Ci sono temi che per loro natura intrinseca e per le questioni e i rimandi che pongono in essere, dovrebbero essere tenuti lontani dalla rigidità dogmatica di qualunque bandiera.
Tra di essi, credo, ve ne è uno che sembra proprio facile preda dell’ideologismo laico o religioso. Si tratta della questione della maternità surrogata, tema che appare fatto apposta per esasperare gli animi e scavare solchi fra opposte convinzioni.
Intanto chiariamo di cosa si parla: la gravidanza surrogata è tale quando una donna fertile offre la sua capacità per aiutare un'altra donna sterile. Sono dette complete quelle nelle quali la madre surrogata utilizza il proprio utero e i propri gameti, e incomplete quelle nelle quali accetta nel proprio grembo un embrione che le è estraneo dal punto di vista genetico.

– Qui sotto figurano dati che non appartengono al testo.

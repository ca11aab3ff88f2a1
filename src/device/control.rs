//! control.rs
//! Control loop engine: PID compute, deadzone/deadband handling and warm-up gating.
//!
//! The drive decision lives in one pure function, `decide_drive`, called exactly once
//! per tick. Gain updates take effect on the next tick and keep the integral term;
//! only `reconfigure` (mode activation) clears it.

use pid::Pid;

use crate::device::params::{Direction, PidParams};

/// Motor command for one tick.
#[derive(Debug, Clone, Copy, PartialEq, Eq)]
pub struct DriveCommand {
    pub drive: u16,
    pub direction: Direction,
}

impl DriveCommand {
    pub fn off(direction: Direction) -> Self {
        Self { drive: 0, direction }
    }
}

/// (rawOutput, lim) -> (drive, direction).
///
/// Inside the deadzone the motor is off and the previous direction is kept.
/// Outside it the direction follows the sign of the output and the deadband
/// compensation is added to the magnitude before clamping to `max`.
pub fn decide_drive(
    raw_output: f64,
    lim: f64,
    compensation: f64,
    max: u16,
    previous: Direction,
) -> DriveCommand {
    if !raw_output.is_finite() || raw_output.abs() < lim || raw_output == 0.0 {
        return DriveCommand::off(previous);
    }
    let direction = if raw_output > 0.0 {
        Direction::Forward
    } else {
        Direction::Reverse
    };
    let drive = (raw_output.abs() + compensation)
        .clamp(0.0, max as f64)
        .round() as u16;
    DriveCommand { drive, direction }
}

/// Result of one control tick.
#[derive(Debug, Clone, Copy, PartialEq)]
pub struct ControlStep {
    pub raw_output: f64,
    /// input - reference.
    pub error: f64,
    pub command: DriveCommand,
    /// False while warming up: the sample must not be emitted.
    pub emit: bool,
}

pub struct ControlLoop {
    pid: Pid<f64>,
    direction: Direction,
    warmup_remaining: u32,
}

impl ControlLoop {
    pub fn new(params: &PidParams) -> Self {
        let limit = params.output_max as f64;
        let mut pid = Pid::new(-params.reference, limit);
        pid.p(params.kp, limit).i(params.ki, limit).d(params.kd, limit);
        Self {
            pid,
            direction: Direction::Forward,
            warmup_remaining: params.warmup_ticks,
        }
    }

    /// Push new gains/reference into the running controller. The integral term survives.
    pub fn apply_gains(&mut self, params: &PidParams) {
        let limit = params.output_max as f64;
        self.pid.output_limit = limit;
        self.pid
            .p(params.kp, limit)
            .i(params.ki, limit)
            .d(params.kd, limit)
            .setpoint(-params.reference);
    }

    /// Explicit reconfiguration: new gains, cleared integral, fresh warm-up.
    pub fn reconfigure(&mut self, params: &PidParams) {
        *self = ControlLoop {
            direction: self.direction,
            ..ControlLoop::new(params)
        };
        self.pid.reset_integral_term();
    }

    pub fn direction(&self) -> Direction {
        self.direction
    }

    pub fn warming_up(&self) -> bool {
        self.warmup_remaining > 0
    }

    /// One tick. During warm-up the controller is not stepped and the motor stays off.
    pub fn compute(&mut self, params: &PidParams, measurement: f64) -> ControlStep {
        let error = measurement - params.reference;
        if self.warmup_remaining > 0 {
            self.warmup_remaining -= 1;
            return ControlStep {
                raw_output: 0.0,
                error,
                command: DriveCommand::off(self.direction),
                emit: false,
            };
        }

        // The controller runs on negated signals so that its error is input - reference.
        let raw_output = self.pid.next_control_output(-measurement).output;
        let command = decide_drive(
            raw_output,
            params.lim,
            params.deadband,
            params.output_max,
            self.direction,
        );
        self.direction = command.direction;

        ControlStep {
            raw_output,
            error,
            command,
            emit: true,
        }
    }
}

I rimandi posti in essere dalla suddetta questione sono principalmente due: la libertà dell’individuo di gestire il proprio corpo come meglio crede, ovviamente, nel rispetto della sua dignità; la piaga dello sfruttamento e della mercificazione del corpo delle donne. Due temi che possono procedere per strade diverse ma che, nella situazione odierna, ove la giungla di leggi che regola o vieta l’affitto del grembo, finiscono inevitabilmente per incontrarsi, anzi scontrarsi. Attualmente, chi ha i mezzi economici può scegliere di andare all’estero, nei paesi dove le persone sono in difficoltà, e trovare la donna che gestisca la gravidanza desiderata, facendolo per soldi.
Chi ci dice, poi, che questa donna non sia vittima di un racket, tale e quale quello che organizza la prostituzione e che quindi, seppure mossa dal bisogno, non lo faccia volontariamente?

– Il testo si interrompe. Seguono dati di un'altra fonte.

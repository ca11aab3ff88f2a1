//! Parameter channel shared by device and host: topic layout, pub/sub transport
//! and reconnect backoff.

pub mod backoff;
pub mod bus;
pub mod topic;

La questione “etica”, che alcuni politici sbandierano come una clava, dove riposa? Nell’atto in sé di offrire il proprio grembo per un figlio che non sarà il tuo, oppure nel trasformare quello che, in fin dei conti, si potrebbe intendere anche come un “dono”, un gesto anche di amore, in una operazione mercificante il corpo femminile? Insomma, è l’atto in sé che non va bene oppure il tipo di volontà che lo attua?
Del resto, c’è chi teme o auspica un futuro non troppo lontano in cui la questione verrà risolta dalla realizzazione di uteri artificiali in cui far sviluppare l’embrione, una sorta di incubatrice funzionante fin dall’inizio e non a metà gestazione, capace, magari, di ricreare stimoli di natura materna (è di pochi giorni fa la realizzazione di una incubatrice tradizionale in cui il prematuro può avvertire la voce della mamma registrata in precedenza).
Vi è poi la questione affettiva. Un individuo di chi è figlio, di chi lo tiene in grembo per nove mesi e lo partorisce oppure di chi lo accudisce, di chi si prende cura di lui dal momento della nascita? Per non parlare della spinosa questione etico-giuridica in merito al valore dell’ovulo fecondato e del grembo in cui far sviluppare l’embrione, quale delle due entità ha maggiore diritto di proclamarsi genitore del concepito? Sono questioni molto complicate.
Sono tutte domande che ciascuno di noi deve porsi per cogliere al meglio quali sono i nodi della questione.
Alcuni insistono su di una regolamentazione internazionale che garantisca, il più possibile, che dietro la pratica dell’utero in affitto non vi siano operazioni commerciali e vi siano delle precise garanzie per il nascituro e per la partoriente. Tuttavia credo che la questione di fondo sia che la maternità surrogata più che un gesto d'amore somigli troppo ad un gesto di egoismo: volere un figlio a tutti i costi, pure 'ordinandolo' conto terzi finisce per somigliare alla china che la nostra società dell'opulenza e dei consumi ha preso in ogni campo dell'agire umano, a cominciare, appunto, da quello dell'etica.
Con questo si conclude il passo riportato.